Les composantes constitutionnelles de la fonction poétique

 

La fonction poétique en Textologie est comparable à une mosaïque architecture dont les différentes palettes sont des macrostructures interdépendantes. On en dénombre cinq :

 

La composante esthétique et rhétorique (CER)

La composante grammaticale et syntaxique (CGS)

La composante phonique et prosodique (CPP)

La composante lexicale et sémantique (CLS).

La composante topique et thématique (CTT).

 

Les cinq agrégats de la fonction poétique forment une totalité organique. Cette constitution permet de comparer l’architecture de la fonction poétique à celle des isotopes[7] ou des isomères[8] en physique des corpuscules.

 

Un tel dispositif insinue qu’en Textologie, la fonction poétique est un atome textuel dont le noyau renvoie à la composante topique et thématique (CTT) et les électrons sont des composantes macrostructurelles de base (CER, CGS, CPP, CLS). Le schéma suivant illustre parfaitement bien la structure atomique de la fonction poétique :

 

 

                                CER

 

 

 

CGS                                                              CPP

 

 

 

          CLS

 

 

 

CTT

 

 

 

 

 

 

 

 

Cette disposition implique deux évidences : l’unité ou l’unification du thème et la centralisation de la composante thématique qui devient, pour autant le dire, l’axe central et l’âme de la fonction poétique.

 

Ces constituants, selon la « fonction sémiotique » élaborée par Hjelmslev, regroupent systématiquement les composantes de la texture poétique en deux formants[9] corrélatifs : « le plan de l’expression » et « le plan du contenu »,  ou en deux catégories structurales : la structure littéraire et la structure lin-guistique :

 

« L’analyse de la structure du texte et de ses éléments révèle les relations étroites entre la structure linguistique et la structure compositionnelle thématique de l’ouvrage littéraire. La découverte de cette relation est un résultat des plus importants de l’analyse structurale et fonctionnelle du message littéraire »[10].

 

 

 

 

1.1. Description des composantes  constitutionnelles de la fonction poétique

 

Il n’y a pas d’ordre de valeur ou de grandeur parmi les composantes de base du texte poétique. La description des constituants de l’atome textuel n’obéit donc à aucune préséance.

 

a/ La composante esthétique et rhétorique  désigne la structure canonique ou l’architecture de la fonction poétique. Il s’agit d’une composante qui dévoile l’intégrité physique ou formelle du texte.

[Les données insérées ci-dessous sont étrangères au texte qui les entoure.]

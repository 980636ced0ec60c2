use std::{io, process::ExitStatus};

use tokio::{process::Child, sync::Mutex};
use tracing::{debug, warn};

/// Handle to the spawned player process.
///
/// Created once by the supervisor and shared with the poll loop. The child is
/// cleared atomically once it has been observed to exit or has been waited
/// for, so at most one owner ever reaps it.
#[derive(Debug, Default)]
pub struct PlayerProcess {
    child: Mutex<Option<Child>>,
}

impl PlayerProcess {
    pub(crate) fn new(child: Child) -> Self {
        Self {
            child: Mutex::new(Some(child)),
        }
    }

    /// A handle with no process behind it.
    pub fn absent() -> Self {
        Self::default()
    }

    /// OS process id, while the process is tracked.
    pub async fn id(&self) -> Option<u32> {
        self.child.lock().await.as_ref().and_then(Child::id)
    }

    /// Non-blocking liveness check.
    pub async fn is_running(&self) -> bool {
        let mut guard = self.child.lock().await;
        let Some(child) = guard.as_mut() else {
            return false;
        };

        match child.try_wait() {
            Ok(None) => true,
            Ok(Some(status)) => {
                debug!(%status, "Player process exited");
                *guard = None;
                false
            }
            Err(e) => {
                warn!("Cannot query player process status: {e}");
                *guard = None;
                false
            }
        }
    }

    /// Block until the process exits. Returns `None` if nothing was tracked.
    ///
    /// # Errors
    /// Returns error if waiting on the child fails.
    pub async fn wait(&self) -> io::Result<Option<ExitStatus>> {
        let child = self.child.lock().await.take();
        match child {
            Some(mut child) => child.wait().await.map(Some),
            None => Ok(None),
        }
    }
}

L’analyse de l’organisation esthétique et rhétorique de la fonction poétique consiste en l’étude des procédés de composition, des techniques d’écriture et des schémas de construction qui sous-tendent la dynamique du texte. La rhétorique, la stylistique et l’esthétique sont les principales disciplines mises en contribution pour une meilleure description de la structure formelle et organisationnelle du texte.

 

b/ La composante grammaticale et syntaxiqueconcerne la disposition, la conca-ténation des éléments de la langue dans le texte, ainsi que l’organisation morphosyntaxique de la fonction poétique. Le parallélisme tautologique du discours poétique polarise la description de l’organisation grammaticale et syntaxique autour de l’analyse des grammèmes (catégories grammaticales) et des isotaxies (structures syntaxiques homologues). Une telle opération permet de cerner comment se forment dans un corpus textuel clos des syntagmes (nominaux ou verbaux), des propositions (indépendantes ou principales / subordonnées ou relatives), les modalités (déclarative, interrogative, exclamative, etc.) et comment leur combinaison contribue à la formation de l’énoncé poétique.

 

c/ La composante phonique et prosodique concerne la distribution des sonorités, la musicalité des mots, les effets mélodiques disséminés dans la gaine textuelle. De façon plus globale, cette structure traite des unités physiologiques et acoustiques de la langue, ainsi que leur organisation dans la formation de l’énoncé. Le texte se transforme dès lors en une partition musicale  dont l’analyse cherche à dévoiler la trame à travers une double opération : la première consiste en l’étude distinctive des composantes de la langue par permutation (axe syntagmatique) ou par commutation (axe paradigmatique) et la deuxième en l’étude linguistique de la valeur expressive des phonèmes : durée, intensité, variation mélodique.

 

d/ La composante lexicale et sémantique  vise à la description de l’organisation sémantique du texte à travers l’analyse des champs lexico-sémantiques qui l’émaillent. La description des unités de signification du texte consiste en l’étude des parentés lexicales, des réseaux et des corrélations sémiques qui sous-tendent la fonction  poétique.

 

e/ La composante topique et thématique  est la composante centrale de la fonction poétique. Elle  est la résultante de l’interaction des quatre premières composantes.

 

1.3. Fonctionnement des composantes de la fonction poétique

 

 

Si l’on s’en tient aux différents agrégats qui le composent, la fonction poétique, comme nous l’avons démontré plus haut, pourrait se définir comme un atome dont le thème est la composante nucléaire. Une transposition mathématique de cette structure fonctionnelle permet d’assimiler l’organisation textuelle d’une fonction poétique à une application dont l’ensemble de départ se compose des macro-structures de base et l’ensemble d’arrivée est l’unité nucléaire du thème. On obtient ainsi une représentation que le schéma suivant visualise :

 

 

CER

CGS                                     CTT

CPP

CLS

 

          Ensemble de départ (E.D)        Ensemble d’arrivée (E.A)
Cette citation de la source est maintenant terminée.